The basic idea of letting your baby cry it out sounds simple enough: instead of getting up to soothe your fussy baby in the night, you let the little one cry a bit and then fall asleep again without help. But, like many parenting techniques, there are many different ways to cry it out. Each method has its own benefits and drawbacks, so it's important to familiarize yourself with the different methods and find one that works for you and your family.
As with most parenting decisions, there are potential pros and cons to using any cry it out approach, and each method has its proponents and detractors. Although the variety of choices may seem like a good thing at first, when you're listening to a baby cry his head off at three in the morning, chances are this won't matter much. You will just want the method that's right for your family (and your own sanity).

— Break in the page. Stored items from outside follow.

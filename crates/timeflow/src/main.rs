use anyhow::Result;
use timeflow::cli::{build_cli, setup};

fn main() -> Result<()> {
    setup::init_tracing()?;
    let matches = build_cli().get_matches();
    timeflow::cli::handlers::dispatch(&matches)
}
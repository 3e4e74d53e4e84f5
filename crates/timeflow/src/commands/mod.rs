//! Commands module for the timeflow CLI
//!
//! Each command takes typed options, does its work through `timeflow-core`,
//! and returns a report that renders as text or JSON.

pub mod apply;
pub mod award;
pub mod catalog;
pub mod init;
pub mod level;
pub mod stats;

use serde::Serialize;

/// Command output.
pub trait Report: Serialize {
    /// Human-readable rendering.
    fn to_text(&self) -> String;
}

/// Render `report` as pretty JSON or plain text.
///
/// # Errors
///
/// Returns an error if JSON serialization fails.
pub fn render(report: &impl Report, json: bool) -> crate::Result<String> {
    if json {
        Ok(serde_json::to_string_pretty(report)?)
    } else {
        Ok(report.to_text())
    }
}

By reviewing these methods of crying it out, you can familiarize yourself with the techniques that have worked for other families. Chances are, you will come across a method that sounds like the right fit for your little one. Whatever approach to sleep training you choose, hopefully you and your baby will be well on your way to more restful slumbers in no time.
1The Ferber Method
Richard Ferber, pediatrician and OG sleep training advocate, introduced his method of teaching babies to self-soothe in his 1985 book, Solve Your Child's Sleep Problems. According to Baby Center, the "Ferberizing" method has gained popularity, although its original ideas are often misconstrued by detractors (for instance, he does not advocate leaving your baby alone to cry all night out of the blue). Ferber's actual method is more nuanced, and he advocates "gradual extinction," in which you delay responding to your baby's nighttime wakings in a progressive manner, as noted in Parenting. The method encourages caregivers to check in on the baby incrementally, and you can even plan out a schedule for gradually lengthening your times between check-ins, as explained by the Baby Sleep Site.
2The Babywise Method
Written by infant care management experts Gary Ezzo and Robert Bucknam, On Becoming Babywise: Giving Your Infant the Gift of Nighttime Sleep presents another approach to sleep management. According to The Baby Sleep Site, the Babywise method involves a schedule in which your baby eats, plays, and then naps. Although many caregivers love this parent-led schedule, there has been some controversy about Babywise, it does run counter to the American Academy of Pediatrics' recommendation of feeding babies on demand, as noted in Baby Center. If you're interested in the Babywise method but feel concerned about sticking to the schedule, have a chat with your pediatrician about what would work best for your little one.
3The Basic Bedtime Method
Like the other methods, Sleeping Through the Night: How Infants, Toddlers, and Their Parents Can Get a Good Night's Sleep by Jodi A. Mindell, Ph.D., relies on routines and schedules to help your little one get through the night in peace. Mindell, the associate director of the Sleep Disorders Center at The Children's Hospital of Philadelphia, advocates a research-based "basic bedtime method" to help with all kinds of bedtime problems, as noted by the Seattle Children's Hospital. By focusing heavily on the bedtime routine, you may avoid those middle-of-the-night problems altogether.
4The Weissbluth Method
Another cry-it-out method is advocated by Marc Weissbluth M.D. in Healthy Sleep Habits, Happy Child. This method examines the obstacles many caregivers face when dealing with babies of different temperaments and their common sleep problems. As noted by Sleeplady, this method differs from others in that you are encouraged to let your baby cry until he's asleep, without the gradual "check-ins" encouraged by the Ferber Method.
And you can also get technology involved. Does your baby need a nap? There's an app for that. According to Weissbluth Pediatrics, you can use the Weissbluth apps to tailor your child's sleep individual sleep habits. Whatever method or tool you choose, hopefully you and your family can enjoy more restful nights in no time.